- [Records from a dataset]:
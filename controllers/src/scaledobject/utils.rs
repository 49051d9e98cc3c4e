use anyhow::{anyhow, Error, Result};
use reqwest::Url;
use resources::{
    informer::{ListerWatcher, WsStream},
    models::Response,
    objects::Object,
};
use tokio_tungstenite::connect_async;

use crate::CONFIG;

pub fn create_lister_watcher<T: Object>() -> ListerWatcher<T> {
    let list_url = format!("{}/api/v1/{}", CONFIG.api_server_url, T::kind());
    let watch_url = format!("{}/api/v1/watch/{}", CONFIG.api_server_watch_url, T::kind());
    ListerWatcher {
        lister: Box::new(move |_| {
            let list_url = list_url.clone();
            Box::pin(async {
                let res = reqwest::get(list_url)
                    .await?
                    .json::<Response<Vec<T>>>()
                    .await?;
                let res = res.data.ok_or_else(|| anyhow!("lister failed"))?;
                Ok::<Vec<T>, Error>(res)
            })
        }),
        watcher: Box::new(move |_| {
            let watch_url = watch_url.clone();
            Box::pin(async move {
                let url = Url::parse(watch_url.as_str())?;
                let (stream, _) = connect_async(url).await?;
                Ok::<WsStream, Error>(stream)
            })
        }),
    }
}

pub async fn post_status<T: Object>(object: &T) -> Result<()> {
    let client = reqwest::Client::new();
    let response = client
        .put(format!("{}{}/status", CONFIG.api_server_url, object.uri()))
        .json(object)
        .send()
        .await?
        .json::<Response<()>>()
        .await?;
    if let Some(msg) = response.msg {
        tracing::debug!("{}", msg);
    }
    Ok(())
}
--
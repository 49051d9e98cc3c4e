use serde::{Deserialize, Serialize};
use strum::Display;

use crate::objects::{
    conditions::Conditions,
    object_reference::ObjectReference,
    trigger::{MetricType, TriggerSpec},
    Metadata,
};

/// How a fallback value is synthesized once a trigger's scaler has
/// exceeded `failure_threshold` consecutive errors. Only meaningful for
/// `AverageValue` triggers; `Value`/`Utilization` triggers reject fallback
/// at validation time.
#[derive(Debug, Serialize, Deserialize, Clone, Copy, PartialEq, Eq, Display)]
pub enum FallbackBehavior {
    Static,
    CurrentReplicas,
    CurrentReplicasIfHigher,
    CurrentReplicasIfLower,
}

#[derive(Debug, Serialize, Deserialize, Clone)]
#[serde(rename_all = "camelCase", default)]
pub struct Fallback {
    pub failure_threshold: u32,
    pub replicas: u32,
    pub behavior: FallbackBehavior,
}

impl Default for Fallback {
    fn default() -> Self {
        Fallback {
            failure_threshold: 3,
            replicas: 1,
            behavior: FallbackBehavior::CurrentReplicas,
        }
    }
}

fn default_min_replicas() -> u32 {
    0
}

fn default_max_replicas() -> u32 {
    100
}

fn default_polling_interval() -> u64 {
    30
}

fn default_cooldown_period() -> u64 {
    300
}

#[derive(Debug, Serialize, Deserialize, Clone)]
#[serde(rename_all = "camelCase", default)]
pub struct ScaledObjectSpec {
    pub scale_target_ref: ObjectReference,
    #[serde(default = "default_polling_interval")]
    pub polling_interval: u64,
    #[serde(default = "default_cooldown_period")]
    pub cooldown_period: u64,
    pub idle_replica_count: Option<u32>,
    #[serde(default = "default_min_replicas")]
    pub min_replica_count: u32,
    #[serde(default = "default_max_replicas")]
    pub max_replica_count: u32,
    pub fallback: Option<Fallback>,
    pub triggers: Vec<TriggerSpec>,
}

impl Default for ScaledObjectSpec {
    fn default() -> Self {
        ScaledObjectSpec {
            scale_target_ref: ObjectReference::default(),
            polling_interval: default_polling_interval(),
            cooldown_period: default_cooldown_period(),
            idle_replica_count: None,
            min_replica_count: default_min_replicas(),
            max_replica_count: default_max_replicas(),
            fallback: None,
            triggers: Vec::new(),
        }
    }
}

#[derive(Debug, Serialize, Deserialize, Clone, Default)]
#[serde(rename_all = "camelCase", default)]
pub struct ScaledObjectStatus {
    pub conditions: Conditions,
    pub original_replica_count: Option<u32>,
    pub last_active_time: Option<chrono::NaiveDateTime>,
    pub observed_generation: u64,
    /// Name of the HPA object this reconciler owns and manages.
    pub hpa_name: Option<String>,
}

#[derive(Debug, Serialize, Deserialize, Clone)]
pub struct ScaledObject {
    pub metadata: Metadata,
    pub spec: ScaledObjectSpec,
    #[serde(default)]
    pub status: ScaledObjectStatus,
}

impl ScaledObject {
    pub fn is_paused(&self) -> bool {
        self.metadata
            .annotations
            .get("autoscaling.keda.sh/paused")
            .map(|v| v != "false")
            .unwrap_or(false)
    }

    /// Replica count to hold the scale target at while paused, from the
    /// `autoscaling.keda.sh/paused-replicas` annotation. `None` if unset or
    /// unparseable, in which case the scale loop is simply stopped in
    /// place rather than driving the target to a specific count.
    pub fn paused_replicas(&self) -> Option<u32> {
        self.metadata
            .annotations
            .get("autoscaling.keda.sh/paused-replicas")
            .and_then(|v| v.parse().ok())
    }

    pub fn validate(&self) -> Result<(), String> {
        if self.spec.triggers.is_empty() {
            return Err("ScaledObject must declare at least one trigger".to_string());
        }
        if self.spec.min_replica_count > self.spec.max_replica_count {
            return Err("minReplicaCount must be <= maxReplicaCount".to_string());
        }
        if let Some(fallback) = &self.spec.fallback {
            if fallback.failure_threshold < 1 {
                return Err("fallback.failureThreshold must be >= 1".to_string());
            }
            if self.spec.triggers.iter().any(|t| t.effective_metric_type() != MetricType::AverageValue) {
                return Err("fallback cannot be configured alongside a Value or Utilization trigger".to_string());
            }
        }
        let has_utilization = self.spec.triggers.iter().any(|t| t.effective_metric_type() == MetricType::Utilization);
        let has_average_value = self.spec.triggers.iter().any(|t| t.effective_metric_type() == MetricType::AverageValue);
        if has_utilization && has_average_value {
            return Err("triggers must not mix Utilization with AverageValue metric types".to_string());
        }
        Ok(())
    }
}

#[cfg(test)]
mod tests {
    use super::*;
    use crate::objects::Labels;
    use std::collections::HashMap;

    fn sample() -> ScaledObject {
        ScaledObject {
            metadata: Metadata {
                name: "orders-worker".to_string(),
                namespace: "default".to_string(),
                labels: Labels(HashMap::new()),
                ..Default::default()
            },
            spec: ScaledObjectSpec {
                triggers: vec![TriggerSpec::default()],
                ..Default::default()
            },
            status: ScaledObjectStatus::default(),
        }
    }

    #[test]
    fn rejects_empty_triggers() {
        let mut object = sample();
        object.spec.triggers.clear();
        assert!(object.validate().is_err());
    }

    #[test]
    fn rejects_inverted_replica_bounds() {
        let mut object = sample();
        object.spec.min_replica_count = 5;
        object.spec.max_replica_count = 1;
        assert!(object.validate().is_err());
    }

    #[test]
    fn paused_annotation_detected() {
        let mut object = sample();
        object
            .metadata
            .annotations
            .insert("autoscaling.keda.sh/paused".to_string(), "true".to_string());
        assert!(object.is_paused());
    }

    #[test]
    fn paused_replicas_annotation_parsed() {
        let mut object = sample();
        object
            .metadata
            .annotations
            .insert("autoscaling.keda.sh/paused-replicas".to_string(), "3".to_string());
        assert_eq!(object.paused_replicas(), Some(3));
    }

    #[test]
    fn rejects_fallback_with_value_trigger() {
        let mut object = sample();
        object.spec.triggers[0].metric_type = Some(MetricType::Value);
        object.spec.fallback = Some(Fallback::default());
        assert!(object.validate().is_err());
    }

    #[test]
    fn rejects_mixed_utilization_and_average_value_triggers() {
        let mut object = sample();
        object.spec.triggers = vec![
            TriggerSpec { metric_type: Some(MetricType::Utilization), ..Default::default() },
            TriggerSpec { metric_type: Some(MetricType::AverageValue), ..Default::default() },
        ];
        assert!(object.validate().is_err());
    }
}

- [Exercise brief]:
Using the records above, find and show each line with the string "Some".

- [Written answer]:
    if let Some(msg) = response.msg {
        if let Some(fallback) = &self.spec.fallback {
        assert_eq!(object.paused_replicas(), Some(3));
        object.spec.triggers[0].metric_type = Some(MetricType::Value);
        object.spec.fallback = Some(Fallback::default());
            TriggerSpec { metric_type: Some(MetricType::Utilization), ..Default::default() },
            TriggerSpec { metric_type: Some(MetricType::AverageValue), ..Default::default() },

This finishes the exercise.